We install vinyl siding and believe it is the right choice in specific situations, primarily when budget is the primary constraint and the property is inland, away from the coastal humidity and salt air that accelerate vinyl’s degradation. We specify a minimum thickness of .046 inches for all vinyl installations. Thinner profiles are more susceptible to the brittleness failures we see in cold Rhode Island winters.
What we will not do is install vinyl siding on a coastal property and tell a homeowner it will perform like fiber cement. It will not. The fade rate is higher, the surface becomes chalky faster, and the mechanical properties degrade more quickly in sustained coastal humidity. We have those conversations honestly at the estimate stage.

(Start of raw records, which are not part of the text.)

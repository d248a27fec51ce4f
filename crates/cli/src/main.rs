//! Floodmap CLI - flood-hazard rasters to an interactive web map

use anyhow::{Context, Result};
use clap::Parser;
use indicatif::{ProgressBar, ProgressStyle};
use std::path::PathBuf;
use std::time::Instant;
use tracing::Level;
use tracing_subscriber::FmtSubscriber;

use floodmap_map::{build_map, DEFAULT_ZOOM};

#[derive(Parser)]
#[command(name = "floodmap")]
#[command(author, version, about = "Render flood-hazard rasters to an interactive web map", long_about = None)]
struct Cli {
    /// Directory scanned (non-recursive) for .tif rasters
    #[arg(short, long, default_value = "data")]
    input: PathBuf,

    /// Primary HTML output
    #[arg(short, long, default_value = "public/combined_flood_risk_map.html")]
    output: PathBuf,

    /// Publishing copy of the same document (e.g. a GitHub Pages root)
    #[arg(long, default_value = "combined_flood_risk_map.html")]
    publish: PathBuf,

    /// Initial map zoom level
    #[arg(long, default_value_t = DEFAULT_ZOOM)]
    zoom: u8,

    /// Verbose output
    #[arg(short, long)]
    verbose: bool,
}

fn setup_logging(verbose: bool) {
    let level = if verbose { Level::DEBUG } else { Level::INFO };
    let subscriber = FmtSubscriber::builder()
        .with_max_level(level)
        .with_target(false)
        .finish();
    tracing::subscriber::set_global_default(subscriber).expect("setting default subscriber failed");
}

fn spinner(msg: &str) -> ProgressBar {
    let pb = ProgressBar::new_spinner();
    pb.set_style(
        ProgressStyle::default_spinner()
            .template("{spinner:.green} {msg}")
            .unwrap(),
    );
    pb.set_message(msg.to_string());
    pb.enable_steady_tick(std::time::Duration::from_millis(100));
    pb
}

fn run(cli: &Cli) -> Result<()> {
    let start = Instant::now();

    let pb = spinner("Rendering rasters...");
    let doc = build_map(&cli.input, cli.zoom)
        .with_context(|| format!("Failed to build map from {}", cli.input.display()))?;
    pb.finish_and_clear();

    let Some(doc) = doc else {
        println!("No rasters found in {}", cli.input.display());
        return Ok(());
    };

    doc.save(&cli.output)
        .with_context(|| format!("Failed to save map to {}", cli.output.display()))?;
    println!("Map saved to: {}", cli.output.display());

    doc.save(&cli.publish)
        .with_context(|| format!("Failed to save publishing copy to {}", cli.publish.display()))?;
    println!("Publishing copy saved to: {}", cli.publish.display());

    println!("  Processing time: {:.2?}", start.elapsed());
    Ok(())
}

fn main() {
    let cli = Cli::parse();
    setup_logging(cli.verbose);

    // A failed run reports its diagnostics and ends; outputs from a prior
    // successful run are left untouched.
    if let Err(err) = run(&cli) {
        println!("Error: {err:?}");
    }
}
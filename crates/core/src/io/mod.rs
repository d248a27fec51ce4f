//! Reading multi-band flood rasters

#[cfg(feature = "gdal")]
mod gdal_io;
mod native;

#[cfg(feature = "gdal")]
pub use gdal_io::read_stack;

#[cfg(not(feature = "gdal"))]
pub use native::read_stack;

// Buffer-based reading (always available, no filesystem dependency)
pub use native::read_stack_from_buffer;
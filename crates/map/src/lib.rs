//! # Floodmap Map
//!
//! Assembles rendered flood overlays into a self-contained interactive
//! Leaflet map:
//!
//! - [`ImageOverlay`]: a PNG-encoded, georeferenced image layer
//! - legends for the depth ramp and the risk categories
//! - [`MapDocument`]: the HTML document with a grouped, collapsible layer
//!   control
//! - [`build_map`]: the directory pipeline turning a folder of GeoTIFFs
//!   into a finished document

mod builder;
mod document;
mod legend;
mod overlay;

pub use builder::{
    build_map, collect_rasters, layers_for_region, DEFAULT_ZOOM, MAX_DEPTH_BANDS,
    RETURN_PERIODS, RISK_BAND,
};
pub use document::MapDocument;
pub use legend::{discrete_legend, gradient_legend};
pub use overlay::{ImageOverlay, OVERLAY_OPACITY};
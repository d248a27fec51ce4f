//! Affine georeferencing for rasters

use serde::{Deserialize, Serialize};

/// Affine transformation coefficients for georeferencing rasters.
///
/// Converts pixel coordinates (col, row) to geographic coordinates (x, y):
/// ```text
/// x = origin_x + col * pixel_width + row * row_rotation
/// y = origin_y + col * col_rotation + row * pixel_height
/// ```
///
/// For north-up images, `row_rotation` and `col_rotation` are 0 and
/// `pixel_height` is negative.
#[derive(Debug, Clone, Copy, PartialEq, Serialize, Deserialize)]
pub struct GeoTransform {
    /// X coordinate of the upper-left corner
    pub origin_x: f64,
    /// Y coordinate of the upper-left corner
    pub origin_y: f64,
    /// Pixel width (cell size in X direction)
    pub pixel_width: f64,
    /// Pixel height (cell size in Y direction, usually negative)
    pub pixel_height: f64,
    /// Rotation about X axis (usually 0)
    pub row_rotation: f64,
    /// Rotation about Y axis (usually 0)
    pub col_rotation: f64,
}

impl GeoTransform {
    /// Create a new GeoTransform with no rotation (north-up image)
    pub fn new(origin_x: f64, origin_y: f64, pixel_width: f64, pixel_height: f64) -> Self {
        Self {
            origin_x,
            origin_y,
            pixel_width,
            pixel_height,
            row_rotation: 0.0,
            col_rotation: 0.0,
        }
    }

    /// Create from GDAL-style array
    /// [origin_x, pixel_width, row_rotation, origin_y, col_rotation, pixel_height]
    pub fn from_gdal(coeffs: [f64; 6]) -> Self {
        Self {
            origin_x: coeffs[0],
            pixel_width: coeffs[1],
            row_rotation: coeffs[2],
            origin_y: coeffs[3],
            col_rotation: coeffs[4],
            pixel_height: coeffs[5],
        }
    }

    /// Geographic coordinates of a pixel's top-left corner
    pub fn pixel_to_geo_corner(&self, col: usize, row: usize) -> (f64, f64) {
        let col_f = col as f64;
        let row_f = row as f64;

        let x = self.origin_x + col_f * self.pixel_width + row_f * self.row_rotation;
        let y = self.origin_y + col_f * self.col_rotation + row_f * self.pixel_height;

        (x, y)
    }

    /// Cell size (assumes square pixels and no rotation)
    pub fn cell_size(&self) -> f64 {
        self.pixel_width.abs()
    }

    /// Bounding box for a raster of the given dimensions
    pub fn bounds(&self, width: usize, height: usize) -> Bounds {
        let (x0, y0) = self.pixel_to_geo_corner(0, 0);
        let (x1, y1) = self.pixel_to_geo_corner(width, 0);
        let (x2, y2) = self.pixel_to_geo_corner(0, height);
        let (x3, y3) = self.pixel_to_geo_corner(width, height);

        Bounds {
            left: x0.min(x1).min(x2).min(x3),
            bottom: y0.min(y1).min(y2).min(y3),
            right: x0.max(x1).max(x2).max(x3),
            top: y0.max(y1).max(y2).max(y3),
        }
    }
}

impl Default for GeoTransform {
    fn default() -> Self {
        Self::new(0.0, 0.0, 1.0, -1.0)
    }
}

/// Geographic bounding box of a raster or overlay.
///
/// Axis order matches map conventions: `left`/`right` are longitudes (x),
/// `bottom`/`top` are latitudes (y).
#[derive(Debug, Clone, Copy, PartialEq, Serialize, Deserialize)]
pub struct Bounds {
    pub left: f64,
    pub bottom: f64,
    pub right: f64,
    pub top: f64,
}

impl Bounds {
    /// Geographic midpoint as (lat, lon)
    pub fn center(&self) -> (f64, f64) {
        (
            (self.top + self.bottom) / 2.0,
            (self.left + self.right) / 2.0,
        )
    }
}
//! Directory pipeline: GeoTIFFs in, finished map document out

use crate::document::MapDocument;
use crate::legend::{discrete_legend, gradient_legend};
use crate::overlay::ImageOverlay;
use floodmap_colormap::{depth_range, depth_to_rgba, risk_to_rgba, LogNorm};
use floodmap_core::io::read_stack;
use floodmap_core::region::region_id;
use floodmap_core::{RasterStack, Result};
use std::fs;
use std::path::{Path, PathBuf};
use tracing::{debug, info};

/// Flood-depth scenario return periods, in years, matched positionally to
/// the leading bands.
pub const RETURN_PERIODS: [u32; 6] = [10, 20, 50, 100, 200, 500];

/// 1-indexed band carrying the categorical risk score.
pub const RISK_BAND: usize = 8;

/// At most this many leading bands are treated as depth scenarios.
pub const MAX_DEPTH_BANDS: usize = RETURN_PERIODS.len();

/// Initial zoom of the assembled map.
pub const DEFAULT_ZOOM: u8 = 7;

/// Fixed range shown on the depth legend, in meters.
const LEGEND_DEPTH_RANGE: (f64, f64) = (0.01, 5.0);

/// Non-recursive scan of `dir` for `.tif` rasters, in directory-listing
/// order.
pub fn collect_rasters(dir: &Path) -> Result<Vec<PathBuf>> {
    let mut rasters = Vec::new();
    for entry in fs::read_dir(dir)? {
        let path = entry?.path();
        if path.extension().and_then(|e| e.to_str()) == Some("tif") {
            rasters.push(path);
        }
    }
    Ok(rasters)
}

/// Render one raster file into its region identifier and overlay list.
///
/// Up to [`MAX_DEPTH_BANDS`] leading bands become depth overlays sharing one
/// log-normalized range; a file with at least [`RISK_BAND`] bands also gets
/// the risk overlay. All overlays start hidden.
pub fn layers_for_region(path: &Path) -> Result<(String, Vec<ImageOverlay>)> {
    let region = region_id(path);
    let stack: RasterStack<f64> = read_stack(path)?;

    let bounds = stack.bounds();
    let (rows, cols) = stack.shape();
    let (width, height) = (cols as u32, rows as u32);

    let depth_bands = stack.band_count().min(MAX_DEPTH_BANDS);
    let norm = LogNorm::for_depth_range(depth_range(&stack, depth_bands));

    let mut overlays = Vec::with_capacity(depth_bands + 1);

    for (band_idx, rp) in RETURN_PERIODS.iter().take(depth_bands).enumerate() {
        let rgba = depth_to_rgba(stack.band(band_idx)?, &norm);
        overlays.push(ImageOverlay::from_rgba(
            format!("Flood Depths → RP {rp} yr"),
            rgba,
            width,
            height,
            bounds,
        )?);
    }

    if stack.band_count() >= RISK_BAND {
        let rgba = risk_to_rgba(stack.band(RISK_BAND - 1)?);
        overlays.push(ImageOverlay::from_rgba(
            "Flood Risk → Score (2–10)",
            rgba,
            width,
            height,
            bounds,
        )?);
    }

    debug!(
        region = %region,
        bands = stack.band_count(),
        overlays = overlays.len(),
        "rendered raster"
    );

    Ok((region, overlays))
}

/// Assemble the full map for a directory of rasters.
///
/// Returns `Ok(None)` when the directory holds no `.tif` file: the normal
/// empty-input termination path, producing no output. The map is centered
/// on the first raster's bounds; every raster contributes one
/// `"Region <id>"` overlay group.
pub fn build_map(input_dir: &Path, zoom: u8) -> Result<Option<MapDocument>> {
    let rasters = collect_rasters(input_dir)?;
    if rasters.is_empty() {
        return Ok(None);
    }
    info!(count = rasters.len(), dir = %input_dir.display(), "found rasters");

    let center = {
        let first: RasterStack<f64> = read_stack(&rasters[0])?;
        first.bounds().center()
    };

    let mut doc = MapDocument::new(center, zoom);
    for path in &rasters {
        info!("processing {}", path.display());
        let (region, overlays) = layers_for_region(path)?;
        doc.add_group(format!("Region {region}"), overlays);
    }

    doc.add_legend(gradient_legend(
        "Flood Depth (m, log scale)",
        LEGEND_DEPTH_RANGE.0,
        LEGEND_DEPTH_RANGE.1,
    )?);
    doc.add_legend(discrete_legend("Flood Risk Score"));

    Ok(Some(doc))
}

We remove the existing siding carefully and document the condition of everything behind it before new material goes on. If we find sheathing rot, failed housewrap, or other issues, we stop, show you what we found, and give you options before proceeding



Common after the coastal storms that move through Rhode Island in fall and winter. We stock common profile widths and can typically match existing vinyl within a few days of the damage occurring.
Rhode Island has more buildings on the National Register of Historic Places per square mile than almost any other state. Providence’s College Hill, East Greenwich’s historic district, and Bristol’s Hope Street corridor all contain residential properties where exterior changes, including siding replacement, require historic district commission approval.
We have worked on properties in each of these districts and understand what these commissions will and will not approve. The consistent principle is that new materials should match the scale, texture, and visual weight of the original, not necessarily be identical in composition. Most commissions will approve fiber cement or engineered wood in profiles that match original clapboard dimensions. What they typically will not approve is vinyl siding on a contributing structure, regardless of profile, because the surface texture and sheen are visibly different from wood.
For properties in historic districts, we prepare the documentation the commission requires, including photos of the existing condition, material specifications, and profile drawings, and attend the commission meeting if needed. This process adds time, but it produces approvals rather than denial letters.